**PROBLEM TO WORK ON:** Return, from the lines below, each one that includes the word "agent".

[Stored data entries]
#####

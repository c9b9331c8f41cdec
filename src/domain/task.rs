//! Task descriptors and status report payloads.
//!
//! All task data originates upstream and is fetched by polling; the agent
//! never creates tasks, only consumes them and reports on them.

use chrono::{DateTime, Utc};
use serde::{Deserialize, Serialize};

use crate::domain::error::FailureKind;
use crate::domain::exec::{CommandSpec, InstallerTech};
use crate::domain::health::{HealthCheck, HealthStatus};

// ── One-off jobs ──────────────────────────────────────────────────────────────

/// Status of a one-off job as tracked by the authority.
#[derive(Debug, Clone, Copy, PartialEq, Eq, Serialize, Deserialize)]
#[serde(rename_all = "snake_case")]
pub enum JobStatus {
    Pending,
    Queued,
    Running,
    Success,
    Failed,
    Cancelled,
}

/// An ad-hoc command assigned to this node. Not retried by the agent; the
/// authority re-assigns if it wants another attempt.
#[derive(Debug, Clone, Serialize, Deserialize)]
pub struct OneOffJob {
    pub id: String,
    pub command: String,
    #[serde(default)]
    pub args: Vec<String>,
    #[serde(default, skip_serializing_if = "Option::is_none")]
    pub timeout_secs: Option<u64>,
    pub status: JobStatus,
}

/// Terminal (or transitional) status report for a job.
#[derive(Debug, Clone, Serialize, Deserialize)]
pub struct JobStatusReport {
    pub status: JobStatus,
    #[serde(default, skip_serializing_if = "Option::is_none")]
    pub exit_code: Option<i32>,
    #[serde(default)]
    pub stdout: String,
    #[serde(default)]
    pub stderr: String,
}

// ── Package deployments ───────────────────────────────────────────────────────

/// What the authority wants done with a package on this node.
#[derive(Debug, Clone, Copy, PartialEq, Eq, Serialize, Deserialize)]
#[serde(rename_all = "snake_case")]
pub enum DeployMode {
    /// Install unconditionally (within the maintenance window, if any).
    Required,
    /// Offered for self-service; the agent takes no action.
    Available,
    /// Remove if present.
    Uninstall,
}

/// Hour-of-day window during which a deployment may act.
/// A window wrapping midnight (e.g. 22–04) is valid.
#[derive(Debug, Clone, Copy, PartialEq, Eq, Serialize, Deserialize)]
pub struct MaintenanceWindow {
    pub start_hour: u8,
    pub end_hour: u8,
}

impl MaintenanceWindow {
    /// Whether `hour` (0–23) falls inside the window.
    /// The start hour is inclusive, the end hour exclusive.
    #[must_use]
    pub const fn contains(&self, hour: u8) -> bool {
        if self.start_hour <= self.end_hour {
            hour >= self.start_hour && hour < self.end_hour
        } else {
            hour >= self.start_hour || hour < self.end_hour
        }
    }
}

/// A named package at a pinned version.
#[derive(Debug, Clone, PartialEq, Eq, Serialize, Deserialize)]
pub struct PackageRef {
    pub name: String,
    pub version: String,
}

impl std::fmt::Display for PackageRef {
    fn fmt(&self, f: &mut std::fmt::Formatter<'_>) -> std::fmt::Result {
        write!(f, "{} {}", self.name, self.version)
    }
}

/// A desired install/uninstall/available action for a package on this node.
#[derive(Debug, Clone, Serialize, Deserialize)]
pub struct PackageDeployment {
    pub id: String,
    pub package: PackageRef,
    pub mode: DeployMode,
    #[serde(default, skip_serializing_if = "Option::is_none")]
    pub window: Option<MaintenanceWindow>,
}

/// Deployment lifecycle status as reported upstream.
#[derive(Debug, Clone, Copy, PartialEq, Eq, Serialize, Deserialize)]
#[serde(rename_all = "snake_case")]
pub enum DeploymentStatus {
    Pending,
    Downloading,
    Installing,
    Success,
    Failed,
    Skipped,
}

/// Status report for a deployment.
#[derive(Debug, Clone, Serialize, Deserialize)]
pub struct DeploymentStatusReport {
    pub status: DeploymentStatus,
    #[serde(default, skip_serializing_if = "Option::is_none")]
    pub exit_code: Option<i32>,
    #[serde(default, skip_serializing_if = "Option::is_none")]
    pub error: Option<String>,
    #[serde(default, skip_serializing_if = "Option::is_none")]
    pub error_kind: Option<FailureKind>,
}

impl DeploymentStatusReport {
    #[must_use]
    pub const fn of(status: DeploymentStatus) -> Self {
        Self {
            status,
            exit_code: None,
            error: None,
            error_kind: None,
        }
    }

    #[must_use]
    pub fn failed(error: String, kind: FailureKind, exit_code: Option<i32>) -> Self {
        Self {
            status: DeploymentStatus::Failed,
            exit_code,
            error: Some(error),
            error_kind: Some(kind),
        }
    }

    #[must_use]
    pub fn skipped(reason: String) -> Self {
        Self {
            status: DeploymentStatus::Skipped,
            exit_code: None,
            error: Some(reason),
            error_kind: None,
        }
    }
}

// ── Artifact metadata ─────────────────────────────────────────────────────────

/// An acquisition candidate for a package artifact.
#[derive(Debug, Clone, PartialEq, Eq, Serialize, Deserialize)]
pub struct DownloadSource {
    pub kind: SourceKind,
    pub url: String,
    /// Lower value is tried first.
    pub priority: u32,
}

#[derive(Debug, Clone, Copy, PartialEq, Eq, Serialize, Deserialize)]
#[serde(rename_all = "lowercase")]
pub enum SourceKind {
    Share,
    Http,
}

/// Artifact metadata resolved from the authority for a package/version.
#[derive(Debug, Clone, Serialize, Deserialize)]
pub struct ArtifactSpec {
    pub filename: String,
    /// Lowercase hex SHA-256 of the artifact content.
    pub sha256: String,
    pub size_bytes: u64,
    pub technology: InstallerTech,
    pub install: CommandSpec,
    #[serde(default, skip_serializing_if = "Option::is_none")]
    pub uninstall: Option<CommandSpec>,
    pub sources: Vec<DownloadSource>,
}

impl ArtifactSpec {
    /// Sources ordered by ascending priority value.
    #[must_use]
    pub fn sources_by_priority(&self) -> Vec<&DownloadSource> {
        let mut ordered: Vec<&DownloadSource> = self.sources.iter().collect();
        ordered.sort_by_key(|s| s.priority);
        ordered
    }
}

// ── Service assignments ───────────────────────────────────────────────────────

/// How to treat a previously satisfied assignment whose environment changed.
#[derive(Debug, Clone, Copy, PartialEq, Eq, Serialize, Deserialize)]
#[serde(rename_all = "snake_case")]
pub enum DriftPolicy {
    Ignore,
    Warn,
    Strict,
}

/// Key/value-substituted configuration file attached to an assignment.
#[derive(Debug, Clone, Serialize, Deserialize)]
pub struct ConfigTemplate {
    /// File name under the node's service configuration area.
    pub filename: String,
    pub template: String,
    #[serde(default)]
    pub values: std::collections::BTreeMap<String, String>,
}

/// A long-lived binding between this node and a declared service.
#[derive(Debug, Clone, Serialize, Deserialize)]
pub struct ServiceAssignment {
    pub id: String,
    pub service: String,
    pub service_class: String,
    /// Monotonically increasing, set by the authority.
    pub desired_state_version: u64,
    /// Last version this node successfully reconciled to.
    pub current_state_version: u64,
    #[serde(default)]
    pub required_packages: Vec<PackageRef>,
    #[serde(default, skip_serializing_if = "Option::is_none")]
    pub config_template: Option<ConfigTemplate>,
    #[serde(default, skip_serializing_if = "Option::is_none")]
    pub health_check: Option<HealthCheck>,
    pub drift_policy: DriftPolicy,
}

impl ServiceAssignment {
    /// Whether the desired version is ahead of what this node applied.
    #[must_use]
    pub const fn needs_reconcile(&self) -> bool {
        self.current_state_version < self.desired_state_version
    }
}

/// Reconciliation status of an assignment as reported upstream.
#[derive(Debug, Clone, Copy, PartialEq, Eq, Serialize, Deserialize)]
#[serde(rename_all = "snake_case")]
pub enum AssignmentStatus {
    InSync,
    Reconciling,
    Failed,
    Drifted,
}

/// Per-assignment status report.
#[derive(Debug, Clone, Serialize, Deserialize)]
pub struct AssignmentStatusReport {
    pub status: AssignmentStatus,
    pub health: HealthStatus,
    /// Present only when reconciliation advanced the applied version.
    #[serde(default, skip_serializing_if = "Option::is_none")]
    pub state_version: Option<u64>,
    #[serde(default, skip_serializing_if = "Option::is_none")]
    pub error: Option<String>,
    #[serde(default, skip_serializing_if = "Option::is_none")]
    pub error_kind: Option<FailureKind>,
    pub reported_at: DateTime<Utc>,
}

// ── Unit tests ────────────────────────────────────────────────────────────────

#####

**EXERCISE RESULT:**
//! All task data originates upstream and is fetched by polling; the agent
/// An ad-hoc command assigned to this node. Not retried by the agent; the
    /// Offered for self-service; the agent takes no action.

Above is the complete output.